La boutique de communication se révèle donc un étonnant « commerce de proximité de relations avec le monde » capable de contenir entre ses murs les multiples territoires du migrant. Si la fréquentation des téléboutiques, et plus largement des quartiers ethniques, intervient dans l’intégration des individus en adoucissant les contraintes de l’exil, elles ne semblent cependant pas capables de contribuer à l’activation d’une identité communautaire. Lieux d’accès aux réseaux de transmission, mais ne produisant, ni connaissance, ni idéologie, elles se prêtent à toutes les projections, concentrant, sans les infléchir, les débats préexistants. Si, comme le soutiennent Appadurai et Wolton, l’imaginaire devient l’enjeu de la communication des Hommes à l’aube du XXIème siècle, c’est comme miroir des imaginations que les boutiques interviennent dans cet enjeu.



 

[1] Dans la suite de ce travail, nous désignerons les points d’accès aux services téléphoniques par le nom de « téléboutique », et ceux proposant l’accès au réseau internet par « cyberboutique ». Lorsque les deux accès sont proposés dans le même lieu, ce dernier sera appelé « boutique de communication » ou « cyber-téléboutique »

 

[2] La mention Très Petite Entreprise, en vigueur au début de ce travail, désignait des entreprises de petite taille (généralement moins de 10 ou de 20 salariés), sans désigner un statut particulier. Elle est aujourd’hui souvent remplacée par le vocable « micro-entreprise » qui désigne à la fois une entreprise de petite taille et un statut administratif simplifié.

 

[3] L’Industrie française à l’heure des technologies de l’information et de la communication /France.
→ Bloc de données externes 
impl ContentPipeline {
    pub fn new(
        providers: ProviderSet,
        guardrails: GuardrailManager,
        sessions: Arc<SessionStore>,
    ) -> Result<Self> {
        let prompts = PromptLibrary::new()?;
        let ProviderSet {
            text,
            image,
            search,
        } = providers;

        let image_agent = ImageAgent::new(image.clone(), text.clone(), prompts.clone());
        let blog_image = ImageAgent::new(image, text.clone(), prompts.clone());

        Ok(Self {
            router: IntentRouter::with_defaults()?,
            guardrails,
            research: ResearchAgent::new(text.clone(), search, prompts.clone()),
            blog: BlogWriter::new(text.clone(), blog_image, prompts.clone()),
            linkedin: LinkedinWriter::new(text.clone(), prompts.clone()),
            instagram: InstagramWriter::new(text.clone(), prompts.clone()),
            image: image_agent,
            strategist: ContentStrategist::new(text.clone(), prompts.clone()),
            query: QueryHandler::new(text.clone(), prompts),
            sessions,
            store: None,
            text,
        })
    }

    /// Attach a durable content store. Saves are best-effort; a failing store
    /// never fails a request.
    pub fn with_store(mut self, store: Arc<ContentStore>) -> Self {
        self.store = Some(store);
        self
    }

    pub fn guardrail_status(&self) -> GuardrailStatus {
        self.guardrails.status()
    }

    pub fn topic_suggestions(&self) -> Vec<&'static str> {
        self.guardrails.topic_suggestions()
    }

    /// Handle to the shared session store, for callers that manage session
    /// lifecycle outside the pipeline.
    pub fn sessions(&self) -> Arc<SessionStore> {
        Arc::clone(&self.sessions)
    }

    /// Handle to the attached content store, if any.
    pub fn content_store(&self) -> Option<Arc<ContentStore>> {
        self.store.clone()
    }

    /// Run one request through the full pipeline.
    pub async fn process(&self, request: ContentRequest) -> ContentResponse {
        let state = self.sessions.get_or_create(request.session_id.as_deref());
        let session_id = state.session_id;
        let stored_context = state.context;

        tracing::info!(
            session_id = %session_id,
            input_chars = request.user_input.chars().count(),
            "processing request"
        );

        self.sessions
            .append_message(&session_id, Role::User, &request.user_input);

        // Chronological transcript, current message included.
        let mut transcript = self
            .sessions
            .get(&session_id)
            .map(|state| state.messages)
            .unwrap_or_default();
        if transcript.len() > HISTORY_LIMIT {
            transcript = transcript.split_off(transcript.len() - HISTORY_LIMIT);
        }

        let mut metadata = ResponseMetadata {
            guardrails_applied: self.guardrails.is_enabled(),
            ..ResponseMetadata::default()
        };

        let kind = detect_request_kind(&request.user_input);
        // Instagram captions are creative copy; the topical keyword lists
        // reject too much of it, so explicit instagram requests run the
        // safety guard only.
        let skip_topical = request.content_type == Some(ContentType::Instagram);

        let verdict = self
            .guardrails
            .validate_input(&request.user_input, kind, skip_topical)
            .await;
        if !verdict.passed {
            tracing::info!(
                stage = %PipelineStage::Guardrail,
                session_id = %session_id,
                blocked_by = ?verdict.blocked_by,
                "request blocked"
            );
            return self.blocked_response(&session_id, verdict, None, metadata);
        }

        let decision = self.route_stage(&request, &transcript);
        tracing::info!(
            stage = %PipelineStage::Route,
            session_id = %session_id,
            content_type = %decision.content_type,
            confidence = decision.confidence,
            "routed"
        );
        metadata.routing = Some(RoutingSummary {
            content_type: decision.content_type,
            confidence: decision.confidence,
            reasoning: decision.reasoning.clone(),
        });

        // Request fields override whatever the session accumulated.
        let mut working = request.context.merge_over(stored_context);

        if decision.requires_research {
            let topic = working
                .topic
                .clone()
                .unwrap_or_else(|| request.user_input.clone());
            tracing::info!(
                stage = %PipelineStage::Research,
                session_id = %session_id,
                topic = %topic,
                "researching"
            );
            match self.research.research(&topic, DEFAULT_RESULT_COUNT).await {
                Ok(findings) => {
                    metadata.research_performed = true;
                    working.research = Some(findings);
                }
                Err(e) => {
                    tracing::warn!(
                        stage = %PipelineStage::Research,
                        session_id = %session_id,
                        error = %e,
                        "research failed, generating without it"
                    );
                    metadata.research_error = Some(e.to_string());
                }
            }
        }

        metadata.agent_used = Some(decision.content_type.agent_name().to_string());

        let content = match self
            .generate_stage(
                decision.content_type,
                &request.user_input,
                &mut working,
                &transcript,
            )
            .await
        {
            Ok(Generated::Content(content)) => content,
            Ok(Generated::Blocked(check)) => {
                tracing::info!(
                    stage = %PipelineStage::Generate,
                    session_id = %session_id,
                    blocked_by = ?check.blocked_by,
                    "image prompt blocked"
                );
                return self.blocked_response(&session_id, check, Some(&decision), metadata);
            }
            Err(e) => {
                tracing::error!(
                    stage = %PipelineStage::Generate,
                    session_id = %session_id,
                    content_type = %decision.content_type,
                    error = %e,
                    "generation failed"
                );
                let message = format!("An error occurred: {e}");
                self.sessions
                    .append_message(&session_id, Role::Assistant, &message);
                return ContentResponse {
                    success: false,
                    content_type: decision.content_type,
                    content: String::new(),
                    session_id,
                    quality_score: None,
                    suggestions: Vec::new(),
                    follow_up_types: decision.follow_up_types,
                    blocked_by: None,
                    error: Some(e.to_string()),
                    metadata,
                };
            }
        };

        let research_informed = working.research.is_some();
        let quality = score_quality(&content, research_informed);
        tracing::info!(
            stage = %PipelineStage::QualityScore,
            session_id = %session_id,
            score = quality.score,
            passed = quality.passed,
            "scored"
        );
        metadata.quality = Some(quality);

        let suggestions = build_suggestions(&quality, research_informed, decision.content_type);

        self.sessions
            .append_message(&session_id, Role::Assistant, &content);
        self.sessions
            .store_content(&session_id, decision.content_type, &content);
        if research_informed {
            // Research findings persist on the session so follow-up requests
            // can reuse them; per-request overrides do not.
            let mut session_context = self.sessions.context(&session_id).unwrap_or_default();
            session_context.research = working.research;
            self.sessions.update_context(&session_id, session_context);
        }

        self.save_to_store(
            &session_id,
            decision.content_type,
            &content,
            &request.user_input,
            &metadata,
        )
        .await;

        ContentResponse {
            success: true,
            content_type: decision.content_type,
            content,
            session_id,
            quality_score: Some(quality.score),
            suggestions,
            follow_up_types: decision.follow_up_types,
            blocked_by: None,
            error: None,
            metadata,
        }
    }

    /// An explicit content type bypasses the router entirely: no research,
    /// no follow-up suggestions.
    fn route_stage(&self, request: &ContentRequest, transcript: &[Message]) -> RoutingDecision {
        if let Some(content_type) = request.content_type {
            return RoutingDecision {
                content_type,
                confidence: 1.0,
                reasoning: "Explicit content type specified".to_string(),
                requires_research: false,
                follow_up_types: Vec::new(),
            };
        }

        let history: Vec<String> = transcript
            .iter()
            .map(|message| message.content.clone())
            .collect();
        self.router.route(&request.user_input, &history)
    }

    async fn generate_stage(
        &self,
        content_type: ContentType,
        user_input: &str,
        working: &mut AgentContext,
        transcript: &[Message],
    ) -> Result<Generated> {
        let content = match content_type {
            ContentType::Research => {
                let report = self.research.generate(user_input, working).await?;
                // The report doubles as research context for scoring and
                // follow-up requests.
                working.research = Some(ResearchFindings {
                    summary: report.clone(),
                    ..ResearchFindings::default()
                });
                report
            }
            ContentType::Blog => {
                if working.include_image.unwrap_or(true) {
                    let check = self.guardrails.validate_image_request(user_input).await;
                    if !check.passed {
                        tracing::warn!(
                            blocked_by = ?check.blocked_by,
                            "header image prompt blocked, writing the post without one"
                        );
                        working.include_image = Some(false);
                    }
                }
                self.blog.generate(user_input, working).await?
            }
            ContentType::Linkedin => self.linkedin.generate(user_input, working).await?,
            ContentType::Instagram => {
                let image_uri = self.instagram_image(user_input).await;
                let caption = self.instagram.generate(user_input, working).await?;
                assemble_instagram_post(image_uri.as_deref(), &caption)
            }
            ContentType::Image => {
                // Routed image requests may arrive without image words in
                // them, so the input-stage check ran in text mode. Recheck
                // with the image term list before rendering.
                let check = self.guardrails.validate_image_request(user_input).await;
                if !check.passed {
                    return Ok(Generated::Blocked(check));
                }
                self.image.generate(user_input, working).await?
            }
            ContentType::Strategy => self.strategist.generate(user_input, working).await?,
            ContentType::General => {
                // The prompt carries the current message separately.
                let history = transcript
                    .split_last()
                    .map(|(_, rest)| rest)
                    .unwrap_or_default();
                self.query.generate(user_input, history, working).await
            }
        };

        Ok(Generated::Content(content))
    }

    /// Best-effort square image for an instagram post. Blocked or failed
    /// renders degrade to a caption-only post.
    async fn instagram_image(&self, user_input: &str) -> Option<String> {
        let check = self.guardrails.validate_image_request(user_input).await;
        if !check.passed {
            tracing::warn!(
                blocked_by = ?check.blocked_by,
                "instagram image prompt blocked, posting caption only"
            );
            return None;
        }

        let prompt =
            format!("Generate a photorealistic real estate image for Instagram: {user_input}");
        match self
            .image
            .render(
                &prompt,
                StylePreset::Professional,
                AspectRatio::Square,
                None,
                true,
            )
            .await
        {
            Ok(uri) if uri.starts_with("data:image") => Some(uri),
            Ok(_) => None,
            Err(e) => {
                tracing::warn!(error = %e, "instagram image render failed, posting caption only");
                None
            }
        }
    }

    /// A blocked verdict is an outcome, not an error: the canned message
    /// becomes the response content and joins the transcript, but nothing is
    /// persisted to the content store.
    fn blocked_response(
        &self,
        session_id: &str,
        verdict: GuardrailVerdict,
        decision: Option<&RoutingDecision>,
        metadata: ResponseMetadata,
    ) -> ContentResponse {
        let message = verdict
            .message
            .unwrap_or_else(|| "Request blocked by content guardrails.".to_string());
        self.sessions
            .append_message(session_id, Role::Assistant, &message);

        ContentResponse {
            success: false,
            content_type: decision
                .map(|d| d.content_type)
                .unwrap_or(ContentType::General),
            content: message,
            session_id: session_id.to_string(),
            quality_score: None,
            suggestions: Vec::new(),
            follow_up_types: Vec::new(),
            blocked_by: verdict.blocked_by,
            error: None,
            metadata,
        }
    }

    async fn save_to_store(
        &self,
        session_id: &str,
        content_type: ContentType,
        content: &str,
        prompt: &str,
        metadata: &ResponseMetadata,
    ) {
        let Some(store) = &self.store else {
            return;
        };
        let metadata_json = serde_json::to_value(metadata).ok();
        if let Err(e) = store
            .save(
                session_id,
                content_type,
                content,
                Some(prompt),
                metadata_json.as_ref(),
            )
            .await
        {
            tracing::warn!(error = %e, "failed to persist generated content");
        }
    }
}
Ministère de l’Economie, des Finances et de l’Industrie .-Le 4 Pages des statistiques industrielles, n°135, août 2000.

 

[5] Le Programme d'Action du Gouvernement pour la Société de l'information (PAGSI) est présenté à l’adresse suivante : http://www.education.gouv.fr/pagsi/

 

[6] Dotcom : entreprises d’industrie ou de service très innovantes liées au secteur des télécommunications, dont les fonds, issus de dotations de grandes entreprises, n’étaient pas liées à la réalisation de profits à court ou moyen terme.

[7] Dans le quartier administratif de la Goutte d’Or, dans le XVIIIe arrondissement parisien.

 

[8]Nous l’appliquons ici dans le sens de commerce de denrées et produits exotiques à destination d’une population immigrée.